> _Directions_: From first line to last, output the records below exactly.

> _Dataset_:
//! End-to-end coverage of the six stop-the-world scenarios.

use std::sync::atomic::Ordering;
use std::sync::Arc;
use std::time::Duration;

use stw_core::config::RuntimeConfig;
use stw_core::coordinator::{gc_start_the_world, gc_stop_the_world};
use stw_core::foreign_call::{enter_foreign_call, poll_safepoint};
use stw_core::interrupt::{wake_the_world, wake_thread};
use stw_core::platform::fake::FakePlatform;
use stw_core::platform::Protection;
use stw_core::runtime::Runtime;
use stw_core::thread_record::{ThreadRecord, ThreadState};

fn spawn_two_thread_runtime() -> (Arc<Runtime>, stw_core::ThreadHandle, stw_core::ThreadHandle) {
    let platform = FakePlatform::new();
    let runtime = Arc::new(Runtime::new(platform, RuntimeConfig::default()));

    let a_handle = runtime.registry.reserve();
    let a_record = Arc::new(ThreadRecord::new(
        a_handle,
        runtime.platform.as_ref(),
        runtime.config.csp_page_size,
    ));
    runtime.registry.register(a_record);

    let b_handle = runtime.registry.reserve();
    let b_record = Arc::new(ThreadRecord::new(
        b_handle,
        runtime.platform.as_ref(),
        runtime.config.csp_page_size,
    ));
    runtime.registry.register(b_record);

    (runtime, a_handle, b_handle)
}

#[test]
fn single_threaded_gc_round_trip_touches_nothing_else() {
    let platform = FakePlatform::new();
    let runtime = Arc::new(Runtime::new(platform, RuntimeConfig::default()));
    let solo = runtime.registry.reserve();
    let solo_record = Arc::new(ThreadRecord::new(
        solo,
        runtime.platform.as_ref(),
        runtime.config.csp_page_size,
    ));
    runtime.registry.register(solo_record);

    assert_eq!(runtime.dispatcher.stop_count(), 0);
    gc_stop_the_world(&runtime, solo);
    assert_eq!(runtime.dispatcher.stop_count(), 1);
    gc_start_the_world(&runtime, solo);
    assert_eq!(runtime.dispatcher.stop_count(), 0);
    assert!(runtime.dispatcher.current_initiator().is_none());
}

#[test]
fn stop_with_b_already_in_foreign_code_resolves_phase_two_immediately() {
    let (runtime, a, b) = spawn_two_thread_runtime();

    enter_foreign_call(&runtime, b, 0x7fff_1000, 0x4010_00);

    let b_rec = runtime.registry.get(b).unwrap();
    assert!(!b_rec.is_in_managed_code());

    gc_stop_the_world(&runtime, a);

    assert_eq!(b_rec.csp_page.current_protection(), Protection::ReadOnly);
    assert_eq!(b_rec.state.get(), ThreadState::Running);
    assert!(b_rec.gc_safe.get());

    gc_start_the_world(&runtime, a);
    assert_eq!(b_rec.csp_page.current_protection(), Protection::ReadWrite);
}

#[test]
fn stop_with_b_in_managed_code_traps_through_the_safepoint_page() {
    let (runtime, a, b) = spawn_two_thread_runtime();
    let b_rec = runtime.registry.get(b).unwrap();
    assert!(b_rec.is_in_managed_code());

    let initiator = std::thread::spawn({
        let runtime = runtime.clone();
        move || {
            gc_stop_the_world(&runtime, a);
            gc_start_the_world(&runtime, a);
        }
    });

    // Give the initiator a chance to unmap the safepoint page and start
    // waiting on B's qrl before B polls it.
    std::thread::sleep(Duration::from_millis(20));
    assert!(runtime.safepoint.is_unmapped());
    assert_eq!(b_rec.state.get(), ThreadState::Phase1Blocker);

    // B's loop backedge polls the now-unmapped safepoint page and traps.
    let b_poll = std::thread::spawn({
        let runtime = runtime.clone();
        move || poll_safepoint(&runtime, b)
    });

    initiator.join().unwrap();
    b_poll.join().unwrap();
    assert_eq!(b_rec.state.get(), ThreadState::Running);
    assert_eq!(runtime.dispatcher.stop_count(), 0);
}

#[test]
fn inhibited_sub_gc_hands_off_under_mx_subgc() {
    let (runtime, a, b) = spawn_two_thread_runtime();
    let b_rec = runtime.registry.get(b).unwrap();
    // B stays in managed code (holding its qrl) and flags itself inhibited,
    // matching "B is inside a GC-inhibited region" — the sub-GC branch in
    // `gc_stop_the_world` expects to release B's own qrl itself.
    b_rec.gc_inhibited.store(true, Ordering::Release);

    let a_thread = std::thread::spawn({
        let runtime = runtime.clone();
        move || {
            gc_stop_the_world(&runtime, a);
            std::thread::sleep(Duration::from_millis(30));
            gc_start_the_world(&runtime, a);
        }
    });

    std::thread::sleep(Duration::from_millis(10));
    gc_stop_the_world(&runtime, b);
    gc_start_the_world(&runtime, b);

    a_thread.join().unwrap();
    assert_eq!(runtime.dispatcher.stop_count(), 0);
}

#[test]
fn wake_the_world_delivers_interrupts_without_a_full_gc() {
    let (runtime, a, b) = spawn_two_thread_runtime();
    let b_rec = runtime.registry.get(b).unwrap();

    wake_thread(&runtime, b, 1);
    assert_ne!(b_rec.pending_signal_set.load(Ordering::Acquire), 0);

    wake_the_world(&runtime, a);

    assert!(!runtime.safepoint.is_unmapped());
    assert!(runtime.dispatcher.current_initiator().is_none());
}

#[test]
fn resurrection_hands_back_a_freshly_live_handle_and_resets_tls() {
    let platform = FakePlatform::new();
    let runtime = Arc::new(Runtime::new(platform, RuntimeConfig::default()));

    let handle = runtime.create_thread(Box::new(|| {})).expect("spawn succeeds");
    // Give the spawned thread time to run its body, unregister, and park.
    std::thread::sleep(Duration::from_millis(50));

    // The original handle's slot is retired (its generation bumped) once the
    // thread unregisters itself and parks for reuse.
    let reused = loop {
        if runtime.registry.get(handle).is_none() && runtime.resurrection.len() == 1 {
            break runtime
                .resurrection
                .pop_for_reuse(&runtime.registry, Box::new(|| {}))
                .ok()
                .unwrap();
        }
        std::thread::sleep(Duration::from_millis(5));
    };

    // Reuse reserves a fresh handle and re-registers the record under it, so
    // it resolves immediately rather than failing the generation check the
    // stale original handle now fails.
    assert_ne!(reused, handle);
    assert!(runtime.registry.get(handle).is_none());
    let record = runtime.registry.get(reused).expect("reused handle is live");
    assert_eq!(record.state.get(), ThreadState::Running);
}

> _Answer section_:
//! End-to-end coverage of the six stop-the-world scenarios.

use std::sync::atomic::Ordering;
use std::sync::Arc;
use std::time::Duration;

use stw_core::config::RuntimeConfig;
use stw_core::coordinator::{gc_start_the_world, gc_stop_the_world};
use stw_core::foreign_call::{enter_foreign_call, poll_safepoint};
use stw_core::interrupt::{wake_the_world, wake_thread};
use stw_core::platform::fake::FakePlatform;
use stw_core::platform::Protection;
use stw_core::runtime::Runtime;
use stw_core::thread_record::{ThreadRecord, ThreadState};

fn spawn_two_thread_runtime() -> (Arc<Runtime>, stw_core::ThreadHandle, stw_core::ThreadHandle) {
    let platform = FakePlatform::new();
    let runtime = Arc::new(Runtime::new(platform, RuntimeConfig::default()));

    let a_handle = runtime.registry.reserve();
    let a_record = Arc::new(ThreadRecord::new(
        a_handle,
        runtime.platform.as_ref(),
        runtime.config.csp_page_size,
    ));
    runtime.registry.register(a_record);

    let b_handle = runtime.registry.reserve();
    let b_record = Arc::new(ThreadRecord::new(
        b_handle,
        runtime.platform.as_ref(),
        runtime.config.csp_page_size,
    ));
    runtime.registry.register(b_record);

    (runtime, a_handle, b_handle)
}

#[test]
fn single_threaded_gc_round_trip_touches_nothing_else() {
    let platform = FakePlatform::new();
    let runtime = Arc::new(Runtime::new(platform, RuntimeConfig::default()));
    let solo = runtime.registry.reserve();
    let solo_record = Arc::new(ThreadRecord::new(
        solo,
        runtime.platform.as_ref(),
        runtime.config.csp_page_size,
    ));
    runtime.registry.register(solo_record);

    assert_eq!(runtime.dispatcher.stop_count(), 0);
    gc_stop_the_world(&runtime, solo);
    assert_eq!(runtime.dispatcher.stop_count(), 1);
    gc_start_the_world(&runtime, solo);
    assert_eq!(runtime.dispatcher.stop_count(), 0);
    assert!(runtime.dispatcher.current_initiator().is_none());
}

#[test]
fn stop_with_b_already_in_foreign_code_resolves_phase_two_immediately() {
    let (runtime, a, b) = spawn_two_thread_runtime();

    enter_foreign_call(&runtime, b, 0x7fff_1000, 0x4010_00);

    let b_rec = runtime.registry.get(b).unwrap();
    assert!(!b_rec.is_in_managed_code());

    gc_stop_the_world(&runtime, a);

    assert_eq!(b_rec.csp_page.current_protection(), Protection::ReadOnly);
    assert_eq!(b_rec.state.get(), ThreadState::Running);
    assert!(b_rec.gc_safe.get());

    gc_start_the_world(&runtime, a);
    assert_eq!(b_rec.csp_page.current_protection(), Protection::ReadWrite);
}

#[test]
fn stop_with_b_in_managed_code_traps_through_the_safepoint_page() {
    let (runtime, a, b) = spawn_two_thread_runtime();
    let b_rec = runtime.registry.get(b).unwrap();
    assert!(b_rec.is_in_managed_code());

    let initiator = std::thread::spawn({
        let runtime = runtime.clone();
        move || {
            gc_stop_the_world(&runtime, a);
            gc_start_the_world(&runtime, a);
        }
    });

    // Give the initiator a chance to unmap the safepoint page and start
    // waiting on B's qrl before B polls it.
    std::thread::sleep(Duration::from_millis(20));
    assert!(runtime.safepoint.is_unmapped());
    assert_eq!(b_rec.state.get(), ThreadState::Phase1Blocker);

    // B's loop backedge polls the now-unmapped safepoint page and traps.
    let b_poll = std::thread::spawn({
        let runtime = runtime.clone();
        move || poll_safepoint(&runtime, b)
    });

    initiator.join().unwrap();
    b_poll.join().unwrap();
    assert_eq!(b_rec.state.get(), ThreadState::Running);
    assert_eq!(runtime.dispatcher.stop_count(), 0);
}

#[test]
fn inhibited_sub_gc_hands_off_under_mx_subgc() {
    let (runtime, a, b) = spawn_two_thread_runtime();
    let b_rec = runtime.registry.get(b).unwrap();
    // B stays in managed code (holding its qrl) and flags itself inhibited,
    // matching "B is inside a GC-inhibited region" — the sub-GC branch in
    // `gc_stop_the_world` expects to release B's own qrl itself.
    b_rec.gc_inhibited.store(true, Ordering::Release);

    let a_thread = std::thread::spawn({
        let runtime = runtime.clone();
        move || {
            gc_stop_the_world(&runtime, a);
            std::thread::sleep(Duration::from_millis(30));
            gc_start_the_world(&runtime, a);
        }
    });

    std::thread::sleep(Duration::from_millis(10));
    gc_stop_the_world(&runtime, b);
    gc_start_the_world(&runtime, b);

    a_thread.join().unwrap();
    assert_eq!(runtime.dispatcher.stop_count(), 0);
}

#[test]
fn wake_the_world_delivers_interrupts_without_a_full_gc() {
    let (runtime, a, b) = spawn_two_thread_runtime();
    let b_rec = runtime.registry.get(b).unwrap();

    wake_thread(&runtime, b, 1);
    assert_ne!(b_rec.pending_signal_set.load(Ordering::Acquire), 0);

    wake_the_world(&runtime, a);

    assert!(!runtime.safepoint.is_unmapped());
    assert!(runtime.dispatcher.current_initiator().is_none());
}

#[test]
fn resurrection_hands_back_a_freshly_live_handle_and_resets_tls() {
    let platform = FakePlatform::new();
    let runtime = Arc::new(Runtime::new(platform, RuntimeConfig::default()));

    let handle = runtime.create_thread(Box::new(|| {})).expect("spawn succeeds");
    // Give the spawned thread time to run its body, unregister, and park.
    std::thread::sleep(Duration::from_millis(50));

    // The original handle's slot is retired (its generation bumped) once the
    // thread unregisters itself and parks for reuse.
    let reused = loop {
        if runtime.registry.get(handle).is_none() && runtime.resurrection.len() == 1 {
            break runtime
                .resurrection
                .pop_for_reuse(&runtime.registry, Box::new(|| {}))
                .ok()
                .unwrap();
        }
        std::thread::sleep(Duration::from_millis(5));
    };

    // Reuse reserves a fresh handle and re-registers the record under it, so
    // it resolves immediately rather than failing the generation check the
    // stale original handle now fails.
    assert_ne!(reused, handle);
    assert!(runtime.registry.get(handle).is_none());
    let record = runtime.registry.get(reused).expect("reused handle is live");
    assert_eq!(record.state.get(), ThreadState::Running);
}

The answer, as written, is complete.